Photo: Gero Breloer / AP

Much changed in the corona crisis - also in the case of bankruptcies.

The federal government temporarily suspended the application requirement for insolvent companies.

If associations and entrepreneurs now warn against going back to orderly conditions with insolvency law, it sounds dramatic.

The German Trade Association (HDE) speaks of a "steep increase in bankruptcies in retail".

The chairman of the German Travel Association, Norbert Fiebig, is particularly clear: “If the suspension of the obligation to file for insolvency is not extended until the end of the year, all the assistance given so far has been in vain.

Politicians cannot want that. ”And the head of the German Hotel and Restaurant Association Dehoga is calling for an exception until September 30, 2021 for those businesses that have not yet received any state aid.

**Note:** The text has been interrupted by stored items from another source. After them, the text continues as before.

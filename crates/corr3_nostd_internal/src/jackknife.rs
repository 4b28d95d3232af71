//! Assignment of lattice sites to jackknife resampling groups
//!
//! The flattened index range `[0, n_points)` is cut into `n_groups`
//! contiguous runs of `floor(n_points / n_groups)` sites. Because the
//! flattened order is raster order (z fastest), the groups are slabs of the
//! flattened array rather than geometric sub-volumes (e.g. 8 groups do
//! **NOT** correspond to octants).
//!
//! When `n_points` isn't divisible by `n_groups`, the leftover sites at the
//! end of the range belong to the last group.

use core::cmp;

#[derive(Clone, Copy, Debug, PartialEq, Eq)]
pub struct JackknifePartition {
    n_groups: usize,
    group_len: usize,
}

impl JackknifePartition {
    pub fn new(n_points: usize, n_groups: usize) -> Result<JackknifePartition, &'static str> {
        if n_groups == 0 {
            Err("the number of jackknife groups must be positive")
        } else if n_groups > n_points {
            Err("there can't be more jackknife groups than lattice sites")
        } else {
            Ok(JackknifePartition {
                n_groups,
                group_len: n_points / n_groups,
            })
        }
    }

    pub fn n_groups(&self) -> usize {
        self.n_groups
    }

    /// the nominal number of sites per group
    pub fn group_len(&self) -> usize {
        self.group_len
    }

    /// the group that the site with flattened index `idx` belongs to
    #[inline]
    pub fn group_of(&self, idx: usize) -> usize {
        cmp::min(idx / self.group_len, self.n_groups - 1)
    }
}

All of these logical-sounding demands have a flaw: after the grand coalition had suspended the obligation to file for bankruptcy for all companies at an early stage of the pandemic, since the beginning of the year companies that are over-indebted or insolvent must also report this to the bankruptcy court.

There is only an exception for companies that are still pending disbursement of the state aid planned since November 1, 2020.

They did not have to make their bankruptcy public until the end of April, but could leave creditors, suppliers and customers in the dark about their economically disastrous situation.

Formally, this rule also expired at the beginning of May, but the SPD was still fighting for an extension.

The death of thousands of companies or the artificial survival of zombie companies?

But the question of whether the obligation to file for insolvency should now be finally suspended has turned into a dispute between legal politicians from the SPD and the Union.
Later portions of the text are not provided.